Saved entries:
_ _ _ _ _ _ _
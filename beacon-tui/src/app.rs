//! Application state and logic

use tokio::sync::mpsc;

use beacon_core::{Config, DeviceRecord, Snapshot};

use crate::live::LiveEvent;

/// Application result for main loop
pub enum AppResult {
    Continue,
    Quit,
}

/// Live channel state
#[derive(Debug, Clone, PartialEq, Eq)]
pub enum ConnectionState {
    Connecting,
    Live,
    Disconnected(String),
}

/// Main application struct
pub struct App {
    /// Configuration
    pub config: Config,

    /// Latest snapshot
    pub devices: Vec<DeviceRecord>,

    /// Index of the highlighted device
    pub cursor: usize,

    pub connection: ConnectionState,

    /// Snapshots received since start
    pub snapshots: u64,

    events: mpsc::UnboundedReceiver<LiveEvent>,
}

impl App {
    pub fn new(config: Config, events: mpsc::UnboundedReceiver<LiveEvent>) -> Self {
        Self {
            config,
            devices: Vec::new(),
            cursor: 0,
            connection: ConnectionState::Connecting,
            snapshots: 0,
            events,
        }
    }

    /// Apply pending live channel events
    pub fn tick(&mut self) {
        while let Ok(event) = self.events.try_recv() {
            self.apply(event);
        }
    }

    pub fn apply(&mut self, event: LiveEvent) {
        match event {
            LiveEvent::Connected => self.connection = ConnectionState::Live,
            LiveEvent::Snapshot(snapshot) => self.set_snapshot(snapshot),
            LiveEvent::Disconnected(reason) => self.connection = ConnectionState::Disconnected(reason),
        }
    }

    /// Replace the device list, keeping the cursor on the same device
    fn set_snapshot(&mut self, snapshot: Snapshot) {
        let selected_id = self.selected().map(|d| d.device_id.clone());

        self.devices = snapshot;
        self.snapshots += 1;

        self.cursor = selected_id
            .and_then(|id| self.devices.iter().position(|d| d.device_id == id))
            .unwrap_or_else(|| self.cursor.min(self.devices.len().saturating_sub(1)));
    }

    pub fn selected(&self) -> Option<&DeviceRecord> {
        self.devices.get(self.cursor)
    }

    pub fn cursor_down(&mut self) {
        if self.cursor + 1 < self.devices.len() {
            self.cursor += 1;
        }
    }

    pub fn cursor_up(&mut self) {
        self.cursor = self.cursor.saturating_sub(1);
    }

    pub fn cursor_top(&mut self) {
        self.cursor = 0;
    }

    pub fn cursor_bottom(&mut self) {
        self.cursor = self.devices.len().saturating_sub(1);
    }
}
_ _ _ _ _ _ _
§ **Exercise**: Please report every line of the records above that contains the word "DeviceRecord".

§ **Solution to this problem**:
use beacon_core::{Config, DeviceRecord, Snapshot};
    pub devices: Vec<DeviceRecord>,
    pub fn selected(&self) -> Option<&DeviceRecord> {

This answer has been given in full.